I know. I have had a doctor send his intern to me to explain the perfection of the HPT axis, despite the fact my thyroid lab test history blatantly contradicted it. What a travesty.
We can never truly advocate for our case in the doctor’s office.
WE are at their mercy while we are the ones who need our prescription renewed or we are begging for a test, when we know how hard it is to find a good doctor, when we can’t afford to pay for a naturopath or functional medicine specialist, and the doctor we have may be treating us for other health conditions as well.
WE NEED A PUBLIC, WELL-RESEARCHED CAMPAIGN
Because of the power inequities in the doctor’s office, we as thyroid patients need a public voice. That’s partly what this campaign is for. I don’t just see it as a petition, the end. I see the opportunity to build collective knowledge and make a difference… yeah, to “turn the tide.”
In a public forum, we have more freedom to speak what we have learned, not just from experience, but from science.
I believe that our public campaign’s best way forward, long term, is to roll up our sleeves and wrestle with the complexities of thyroid hormones.
Therefore, I write scientific posts not just for an audience of fellow thyroid patients, many of whom have just been diagnosed, but for our campaign’s broader goals — there are medical, political, and scientific audiences that we need to win over to our side to help us.
OUR CASE, OUR CHALLENGES
I even write for future lawyers. Apparently many of our doctors’ hands are tied.
What if a courageous lawyer were to ponder trying to fight for more thyroid patients’ rights? He or she would need to see that we have a case we can win.
We DO have a sound scientific case and health-justice case for our thyroid campaign. I want to show it bit by bit, post by post.

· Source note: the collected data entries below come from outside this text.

use std::{
    ffi::{OsStr, OsString},
    io::{self, Read},
    path::PathBuf,
    process::{Command, Stdio},
    thread,
};

use tracing::debug;

use crate::{CondaError, Result};

const DEFAULT_MAX_CAPTURE_BYTES: usize = 1024 * 1024;

fn max_capture_bytes() -> usize {
    std::env::var("CONDAX_MAX_CAPTURE_BYTES")
        .ok()
        .and_then(|raw| raw.trim().parse::<usize>().ok())
        .filter(|value| *value > 0)
        .unwrap_or(DEFAULT_MAX_CAPTURE_BYTES)
}

/// One subprocess execution: what to run, where, and with which overlay.
#[derive(Debug, Clone, PartialEq, Eq)]
pub struct CommandInvocation {
    pub program: OsString,
    pub args: Vec<OsString>,
    /// `None` keeps the caller's working directory.
    pub cwd: Option<PathBuf>,
    pub envs: Vec<(OsString, OsString)>,
    pub inherit_io: bool,
    /// Indices into `args` that reach the Windows command line unquoted.
    pub verbatim_args: Vec<usize>,
}

impl CommandInvocation {
    pub fn new(program: impl Into<OsString>) -> Self {
        Self {
            program: program.into(),
            args: Vec::new(),
            cwd: None,
            envs: Vec::new(),
            inherit_io: false,
            verbatim_args: Vec::new(),
        }
    }

    #[must_use]
    pub fn arg(mut self, arg: impl Into<OsString>) -> Self {
        self.args.push(arg.into());
        self
    }

    #[must_use]
    pub fn args<I, S>(mut self, args: I) -> Self
    where
        I: IntoIterator<Item = S>,
        S: Into<OsString>,
    {
        self.args.extend(args.into_iter().map(Into::into));
        self
    }

    /// Appends an argument that Windows receives exactly as written, without
    /// the quoting and escaping `std` applies. Elsewhere it is a plain argument.
    #[must_use]
    pub fn raw_arg(mut self, arg: impl Into<OsString>) -> Self {
        self.verbatim_args.push(self.args.len());
        self.args.push(arg.into());
        self
    }

    #[must_use]
    pub fn current_dir(mut self, cwd: impl Into<PathBuf>) -> Self {
        self.cwd = Some(cwd.into());
        self
    }

    #[must_use]
    pub fn env(mut self, key: impl Into<OsString>, value: impl Into<OsString>) -> Self {
        self.envs.push((key.into(), value.into()));
        self
    }

    #[must_use]
    pub fn inherit_io(mut self, inherit: bool) -> Self {
        self.inherit_io = inherit;
        self
    }

    /// Human-readable program name for errors and logs.
    #[must_use]
    pub fn program_name(&self) -> String {
        self.program.to_string_lossy().into_owned()
    }

    /// The argument vector, program first.
    #[must_use]
    pub fn argv(&self) -> Vec<String> {
        std::iter::once(&self.program)
            .chain(self.args.iter())
            .map(|part| part.to_string_lossy().into_owned())
            .collect()
    }
}

#[derive(Debug, Clone, PartialEq, Eq)]
pub struct RunOutput {
    pub code: i32,
    pub stdout: String,
    pub stderr: String,
}

impl RunOutput {
    #[must_use]
    pub fn success(&self) -> bool {
        self.code == 0
    }
}

/// Execute a program and capture stdout/stderr once it has exited.
///
/// # Errors
///
/// Returns an error when the program cannot be spawned or the I/O streams cannot
/// be read entirely.
pub fn run_command(invocation: &CommandInvocation) -> Result<RunOutput> {
    let program = invocation.program_name();
    let mut command = configured_command(invocation);
    command.stdin(Stdio::null());
    command.stdout(Stdio::piped());
    command.stderr(Stdio::piped());

    let mut child = command
        .spawn()
        .map_err(|err| CondaError::process(&program, err))?;
    let stdout = child
        .stdout
        .take()
        .ok_or_else(|| CondaError::process(&program, io::Error::other("stdout missing")))?;
    let stderr = child
        .stderr
        .take()
        .ok_or_else(|| CondaError::process(&program, io::Error::other("stderr missing")))?;
    let limit = max_capture_bytes();
    let stdout_handle = thread::spawn(move || read_to_string_limited(stdout, limit));
    let stderr_handle = thread::spawn(move || read_to_string_limited(stderr, limit));

    let status = child
        .wait()
        .map_err(|err| CondaError::process(&program, err))?;
    let code = status.code().unwrap_or(-1);
    let (mut stdout, stdout_truncated) = join_reader(stdout_handle, &program)?;
    let (mut stderr, stderr_truncated) = join_reader(stderr_handle, &program)?;
    if stdout_truncated {
        stdout.push_str("\n[...truncated...]\n");
    }
    if stderr_truncated {
        stderr.push_str("\n[...truncated...]\n");
    }
    debug!(program = %program, code, "captured command finished");
    Ok(RunOutput {
        code,
        stdout,
        stderr,
    })
}

/// Execute a program with inherited stdio.
///
/// # Errors
///
/// Returns an error when the program cannot be spawned or waited on.
pub fn run_command_passthrough(invocation: &CommandInvocation) -> Result<RunOutput> {
    let program = invocation.program_name();
    let mut command = configured_command(invocation);
    command.stdin(Stdio::inherit());
    command.stdout(Stdio::inherit());
    command.stderr(Stdio::inherit());

    let status = command
        .status()
        .map_err(|err| CondaError::process(&program, err))?;
    let code = status.code().unwrap_or(-1);
    debug!(program = %program, code, "passthrough command finished");
    Ok(RunOutput {
        code,
        stdout: String::new(),
        stderr: String::new(),
    })
}

fn configured_command(invocation: &CommandInvocation) -> Command {
    debug!(
        argv = ?invocation.argv(),
        cwd = ?invocation.cwd,
        overlay = invocation.envs.len(),
        "spawning"
    );
    let mut command = Command::new(&invocation.program);
    for (index, arg) in invocation.args.iter().enumerate() {
        push_arg(&mut command, arg, invocation.verbatim_args.contains(&index));
    }
    for (key, value) in &invocation.envs {
        command.env(key, value);
    }
    if let Some(cwd) = &invocation.cwd {
        command.current_dir(cwd);
    }
    command
}

#[cfg(windows)]
fn push_arg(command: &mut Command, arg: &OsStr, verbatim: bool) {
    use std::os::windows::process::CommandExt;

    if verbatim {
        command.raw_arg(arg);
    } else {
        command.arg(arg);
    }
}

#[cfg(not(windows))]
fn push_arg(command: &mut Command, arg: &OsStr, _verbatim: bool) {
    command.arg(arg);
}

fn join_reader(
    handle: thread::JoinHandle<io::Result<(String, bool)>>,
    program: &str,
) -> Result<(String, bool)> {
    handle
        .join()
        .map_err(|_| CondaError::process(program, io::Error::other("output reader panicked")))?
        .map_err(|err| CondaError::process(program, err))
}

fn read_to_string_limited(mut reader: impl Read, limit: usize) -> io::Result<(String, bool)> {
    let mut buffer = Vec::new();
    let mut truncated = false;
    let mut chunk = [0u8; 8192];
    loop {
        let read = reader.read(&mut chunk)?;
        if read == 0 {
            break;
        }
        append_limited(&mut buffer, &chunk[..read], limit, &mut truncated);
    }
    Ok((String::from_utf8_lossy(&buffer).to_string(), truncated))
}

fn append_limited(buffer: &mut Vec<u8>, chunk: &[u8], limit: usize, truncated: &mut bool) {
    if limit == 0 {
        return;
    }
    if buffer.len().saturating_add(chunk.len()) <= limit {
        buffer.extend_from_slice(chunk);
        return;
    }
    *truncated = true;
    let old_len = buffer.len();
    let excess = old_len.saturating_add(chunk.len()).saturating_sub(limit);
    if excess >= old_len {
        buffer.clear();
        let drop_from_chunk = excess.saturating_sub(old_len).min(chunk.len());
        buffer.extend_from_slice(&chunk[drop_from_chunk..]);
    } else {
        buffer.drain(0..excess);
        buffer.extend_from_slice(chunk);
    }
}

In a nutshell, here’s the case. Since we have the medical tools and tests at hand to attain it, we have the right to T3 equity and T3 optimization and individualized thyroid therapy. Being just a little “off” from optimal T3 certainly can affect the rest of our lives and worsen other chronic diseases.
WHY SHOULD THYROID PATIENTS LEARN?
Patient by patient, knowledge is our only hope.
Because doctors are refusing to learn.
I can only hope that we as thyroid patients can learn a little, bit by bit, by listening in to the thyroid patient’s argument. Eventually, many of us can and will grasp things, bit by bit.
Some of us WILL have to learn together if we’re going to fight this battle together. Without you, I am not going to keep doing this. And if I die tomorrow, you have to carry the torch.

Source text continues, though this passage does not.